Time and Space Complexity

  • Time Complexity: O(log n), where n is the length of the array. We're using binary search, which divides the search space in half at each step.
  • Space Complexity: O(1), as we only use a constant amount of extra space regardless of the input size.

Detailed Walkthrough with Example

Let's trace through the algorithm with Example 2: nums = [4,5,6,7,0,1,2], target = 3

Initial state:
nums = [4,5,6,7,0,1,2], target = 3
        ^     ^     ^
       left  mid  right
       (0)   (3)   (6)

Compare nums[mid] = 7 with target = 3:
7 != 3, so we need to determine which half to search in.
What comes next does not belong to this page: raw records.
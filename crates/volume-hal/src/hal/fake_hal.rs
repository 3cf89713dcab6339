//! Fake HAL implementation for testing.
//!
//! Records every external command without executing it and replays scripted
//! responses, allowing udev queries to be tested without `udevadm` or real
//! hardware.

use super::process_ops::{map_command_err, ProcessOps};
use std::collections::VecDeque;
use std::ffi::{OsStr, OsString};
use std::io;
use std::os::unix::process::ExitStatusExt;
use std::process::{ExitStatus, Output};
use std::sync::{Arc, Mutex};
use volume_error::VolumeResult;

/// Operation records for testing and verification.
#[derive(Debug, Clone, PartialEq, Eq)]
pub enum Operation {
    Command { program: String, args: Vec<OsString> },
}

#[derive(Debug)]
enum Response {
    Output {
        stdout: Vec<u8>,
        stderr: Vec<u8>,
        exit_code: i32,
    },
    SpawnError(io::ErrorKind),
}

#[derive(Debug, Default)]
struct FakeHalState {
    operations: Vec<Operation>,
    responses: VecDeque<Response>,
}

/// Fake process runner that records commands and replays scripted output.
///
/// Responses are consumed in order, one per command. With nothing scripted a
/// command succeeds with empty output.
#[derive(Debug, Clone, Default)]
pub struct FakeHal {
    state: Arc<Mutex<FakeHalState>>,
}

impl FakeHal {
    pub fn new() -> Self {
        Self::default()
    }

    /// Queue a response with the given stdout and exit code.
    pub fn push_output(&self, stdout: impl Into<Vec<u8>>, exit_code: i32) {
        self.push_output_with_stderr(stdout, Vec::new(), exit_code);
    }

    pub fn push_output_with_stderr(
        &self,
        stdout: impl Into<Vec<u8>>,
        stderr: impl Into<Vec<u8>>,
        exit_code: i32,
    ) {
        self.state
            .lock()
            .unwrap()
            .responses
            .push_back(Response::Output {
                stdout: stdout.into(),
                stderr: stderr.into(),
                exit_code,
            });
    }

    /// Queue a failure to start the process.
    pub fn push_spawn_error(&self, kind: io::ErrorKind) {
        self.state
            .lock()
            .unwrap()
            .responses
            .push_back(Response::SpawnError(kind));
    }

    /// Get all recorded operations.
    pub fn operations(&self) -> Vec<Operation> {
        self.state.lock().unwrap().operations.clone()
    }

    pub fn operation_count(&self) -> usize {
        self.state.lock().unwrap().operations.len()
    }
}

fn exit_status(code: i32) -> ExitStatus {
    // Wait status layout: exit code in the second byte.
    ExitStatus::from_raw((code & 0xff) << 8)
}

impl ProcessOps for FakeHal {
    fn command_output(&self, program: &str, args: &[&OsStr]) -> VolumeResult<Output> {
        let mut state = self.state.lock().unwrap();
        log::info!("FAKE HAL: {} {:?}", program, args);
        state.operations.push(Operation::Command {
            program: program.to_string(),
            args: args.iter().map(|a| a.to_os_string()).collect(),
        });

        match state.responses.pop_front() {
            Some(Response::Output {
                stdout,
                stderr,
                exit_code,
            }) => Ok(Output {
                status: exit_status(exit_code),
                stdout,
                stderr,
            }),
            Some(Response::SpawnError(kind)) => {
                Err(map_command_err(program, io::Error::from(kind)))
            }
            None => Ok(Output {
                status: exit_status(0),
                stdout: Vec::new(),
                stderr: Vec::new(),
            }),
        }
    }
}
//! Session state machine driving the analyze flow.
//!
//! Idle accepts selection edits; Submitting freezes the selection while the
//! single in-flight request runs; Results holds the outcome until reset.
//! Duplicate submissions are structurally impossible because `begin_submit`
//! is only honored in Idle.

use crate::api::AnalysisOutcome;
use crate::selection::{Intake, SelectedFile, SelectionSet, LIMIT_MESSAGE};

#[derive(Debug, Clone, Copy, Default, PartialEq, Eq)]
pub enum Phase {
    #[default]
    Idle,
    Submitting,
    Results,
}

/// Exactly one surface is active at a time.
#[derive(Debug, Clone, Copy, PartialEq, Eq)]
pub enum ActiveView {
    UploadForm,
    Progress,
    Results,
}

#[derive(Debug, Default)]
pub struct Session {
    phase: Phase,
    selection: SelectionSet,
    outcome: Option<AnalysisOutcome>,
    last_error: Option<String>,
}

impl Session {
    pub fn new() -> Self {
        Self::default()
    }

    pub fn phase(&self) -> Phase {
        self.phase
    }

    pub fn selection(&self) -> &SelectionSet {
        &self.selection
    }

    pub fn outcome(&self) -> Option<&AnalysisOutcome> {
        self.outcome.as_ref()
    }

    pub fn last_error(&self) -> Option<&str> {
        self.last_error.as_deref()
    }

    pub fn active_view(&self) -> ActiveView {
        match self.phase {
            Phase::Idle => ActiveView::UploadForm,
            Phase::Submitting => ActiveView::Progress,
            Phase::Results => ActiveView::Results,
        }
    }

    /// Runs a batch of candidates through intake. Only honored in Idle;
    /// selection edits never change the phase.
    pub fn add_files(&mut self, candidates: Vec<SelectedFile>) {
        if self.phase != Phase::Idle {
            return;
        }

        match self.selection.admit(candidates) {
            Intake::Accepted { last_rejection } => self.last_error = last_rejection,
            Intake::Ignored => {}
            Intake::Overflow => self.last_error = Some(LIMIT_MESSAGE.to_string()),
        }
    }

    pub fn remove_file(&mut self, index: usize) {
        if self.phase == Phase::Idle {
            self.selection.remove(index);
        }
    }

    /// Freezes the selection and enters Submitting. Returns `None` (no-op)
    /// when not in Idle or when the selection is empty.
    pub fn begin_submit(&mut self) -> Option<SelectionSet> {
        if self.phase != Phase::Idle || self.selection.is_empty() {
            return None;
        }
        self.phase = Phase::Submitting;
        Some(self.selection.clone())
    }

    /// Stores the outcome and enters Results, clearing any stale error.
    pub fn complete_success(&mut self, outcome: AnalysisOutcome) {
        if self.phase != Phase::Submitting {
            return;
        }
        self.outcome = Some(outcome);
        self.last_error = None;
        self.phase = Phase::Results;
    }

    /// Returns to Idle with the selection intact so the user can retry
    /// without re-uploading.
    pub fn complete_failure(&mut self, message: impl Into<String>) {
        if self.phase != Phase::Submitting {
            return;
        }
        self.last_error = Some(message.into());
        self.phase = Phase::Idle;
    }

    /// Clears selection, outcome, and error together.
    pub fn reset(&mut self) {
        *self = Session::default();
    }
}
Compare nums[left] = 4 with nums[mid] = 7:
4 < 7, so the left half is sorted.

Check if target is in the sorted left half:
target = 3, range = [4, 7)
3 is not in the range [4, 7), so search in the right half.

Update left = mid + 1:
nums = [4,5,6,7,0,1,2], target = 3
                ^   ^
               left right
               (4)  (6)
               mid
               (5)

Compare nums[mid] = 1 with target = 3:
1 != 3, so we need to determine which half to search in.

Compare nums[left] = 0 with nums[mid] = 1:
0 < 1, so the left half is sorted.

Check if target is in the sorted left half:
target = 3, range = [0, 1)
3 is not in the range [0, 1), so search in the right half.

Update left = mid + 1:
nums = [4,5,6,7,0,1,2], target = 3
                    ^
                 left,right,mid
                    (6)

Compare nums[mid] = 2 with target = 3:
2 != 3, so we need to determine which half to search in.
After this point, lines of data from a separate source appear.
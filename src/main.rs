use car_ai_rust::api::{display_value, AnalysisClient, AnalysisOutcome};
use car_ai_rust::cli::{Cli, Commands};
use car_ai_rust::config::Config;
use car_ai_rust::error::{CarAiError, Result};
use car_ai_rust::report::{self, format_confidence, format_grouped, title_case_key};
use car_ai_rust::session::Session;
use car_ai_rust::{preview, scanner};
use chrono::Local;
use clap::Parser;
use indicatif::{ProgressBar, ProgressStyle};
use std::path::{Path, PathBuf};
use std::time::Duration;

#[tokio::main]
async fn main() -> Result<()> {
    let cli = Cli::parse();
    let config = Config::load()?;

    match cli.command {
        Commands::Analyze { images, output, report: export, report_dir, server } => {
            println!("🚗 car-ai - photo analysis\n");

            println!("[1/3] Collecting images...");
            let paths = scanner::collect_image_paths(&images)?;
            if paths.is_empty() {
                return Err(CarAiError::NoImagesFound(
                    "no image files among the provided paths".into(),
                ));
            }

            let mut candidates = Vec::with_capacity(paths.len());
            for path in &paths {
                candidates.push(scanner::load_candidate(path)?);
            }

            let mut session = Session::new();
            session.add_files(candidates);
            if let Some(message) = session.last_error() {
                eprintln!("⚠ {message}");
            }
            if session.selection().is_empty() {
                return Err(CarAiError::NoImagesFound(
                    "none of the provided files passed intake validation".into(),
                ));
            }
            println!("✔ {} image(s) selected\n", session.selection().len());

            if cli.verbose {
                for item in preview::decode_previews(session.selection()).await {
                    match item {
                        Ok(p) => println!("  {} ({}x{})", p.file_name, p.width, p.height),
                        Err(e) => println!("  preview failed: {e}"),
                    }
                }
                println!();
            }

            println!("[2/3] Analyzing...");
            let base_url = server.unwrap_or_else(|| config.server_url());
            let client = AnalysisClient::new(base_url.as_str())?;

            let Some(frozen) = session.begin_submit() else {
                return Ok(());
            };

            let spinner = ProgressBar::new_spinner();
            spinner.set_style(
                ProgressStyle::with_template("{spinner} {msg}")
                    .unwrap_or_else(|_| ProgressStyle::default_spinner()),
            );
            spinner.set_message(format!("request in flight → {base_url}"));
            spinner.enable_steady_tick(Duration::from_millis(120));

            let outcome = match client.analyze(&frozen).await {
                Ok(outcome) => {
                    spinner.finish_and_clear();
                    session.complete_success(outcome.clone());
                    outcome
                }
                Err(e) => {
                    spinner.finish_and_clear();
                    session.complete_failure(e.to_string());
                    return Err(e);
                }
            };
            println!("✔ Analysis complete\n");

            print_outcome(&outcome);

            if let Some(path) = output {
                std::fs::write(&path, serde_json::to_string_pretty(&outcome)?)?;
                println!("\n✔ Outcome saved: {}", path.display());
            }

            if export {
                println!("\n[3/3] Generating report...");
                let dir = report_dir
                    .or_else(|| config.report_dir.clone())
                    .unwrap_or_else(|| PathBuf::from("."));
                export_report(&outcome, &dir);
            }

            println!("\n✅ Done");
        }

        Commands::Report { input, output } => {
            println!("📄 car-ai - report generation\n");

            let content = std::fs::read_to_string(&input)?;
            let outcome: AnalysisOutcome = serde_json::from_str(&content)?;

            let dir = output.unwrap_or_else(|| {
                input
                    .parent()
                    .filter(|p| !p.as_os_str().is_empty())
                    .unwrap_or(Path::new("."))
                    .to_path_buf()
            });
            export_report(&outcome, &dir);
        }

        Commands::Config { set_server_url, show } => {
            let mut config = config;

            if let Some(url) = set_server_url {
                config.set_server_url(url)?;
                println!("✔ Server URL saved");
            }

            if show {
                println!("Settings:");
                println!("  server URL: {}", config.server_url());
                println!(
                    "  report dir: {}",
                    config
                        .report_dir
                        .as_ref()
                        .map(|p| p.display().to_string())
                        .unwrap_or_else(|| "(current directory)".to_string())
                );
                println!("  config file: {}", Config::config_path()?.display());
            }
        }
    }

    Ok(())
}

/// Report failures never abort: the session stays in Results and the user
/// can retry the export.
fn export_report(outcome: &AnalysisOutcome, dir: &Path) {
    match report::export_report(outcome, dir, Local::now()) {
        Ok(path) => println!("✔ Report saved: {}", path.display()),
        Err(e) => eprintln!("⚠ Report generation failed: {e}"),
    }
}

fn print_outcome(outcome: &AnalysisOutcome) {
    println!("Car Characteristics:");
    for (key, value) in outcome.characteristics() {
        println!("  {:<24} {}", title_case_key(key), display_value(value));
    }

    let price = outcome.price_estimation();
    println!("\nPrice Estimation:");
    println!("  {:<24} {}", "Estimated Price Range", price.estimated_price_range);
    println!("  {:<24} {}", "Base Price", format_grouped(price.base_price));
    println!("  {:<24} {}x", "Brand Factor", price.brand_factor);
    println!("  {:<24} {}x", "Condition Factor", price.condition_factor);

    if let AnalysisOutcome::Batch(batch) = outcome {
        println!("\nAnalysis Confidence Metrics:");
        println!("  {:<24} {}", "Images Processed", batch.images_processed);
        println!("  {:<24} {}", "Analysis Quality", batch.analysis_summary.analysis_quality);
        println!(
            "  {:<24} {}",
            "Overall Confidence",
            format_confidence(batch.analysis_summary.overall_confidence)
        );

        println!("\nIndividual Analyses:");
        for analysis in &batch.individual_analyses {
            println!(
                "  {} (confidence {})",
                analysis.image_name,
                format_confidence(analysis.confidence_score)
            );
        }
    }
}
Since left == right, there's only one element left to check.
nums[mid] = 2 != target = 3, so the target is not found.

Return -1.

Edge Cases and Optimizations

  • Single Element: If the array has only one element, check if it's the target and return accordingly.
  • Not Rotated: If the array is not rotated (or rotated n times), standard binary search will work.
  • Target Not in Array: If the target is not in the array, the function will return -1.

Common Mistakes

  1. Incorrect comparison for determining which half is sorted: Make sure to use nums[left] <= nums[mid] to check if the left half is sorted, not just nums[left] < nums[mid]. This is important for handling cases where the array has duplicate elements.
  2. Incorrect range check for determining if the target is in the sorted half: Be careful with the range checks. For the left half, use nums[left] <= target < nums[mid]. For the right half, use nums[mid] < target <= nums[right].
  3. Not handling the case where the middle element is the target: Always check if nums[mid] == target before determining which half to search in.

Related Problems

  1. Find Minimum in Rotated Sorted Array: Find the minimum element in a rotated sorted array.
  2. Search in Rotated Sorted Array II: Search in a rotated sorted array that may contain duplicates.
  3. Find First and Last Position of Element in Sorted Array: Find the starting and ending position of a given target value in a sorted array.
  4. Search Insert Position: Find the index where a target would be inserted in a sorted array.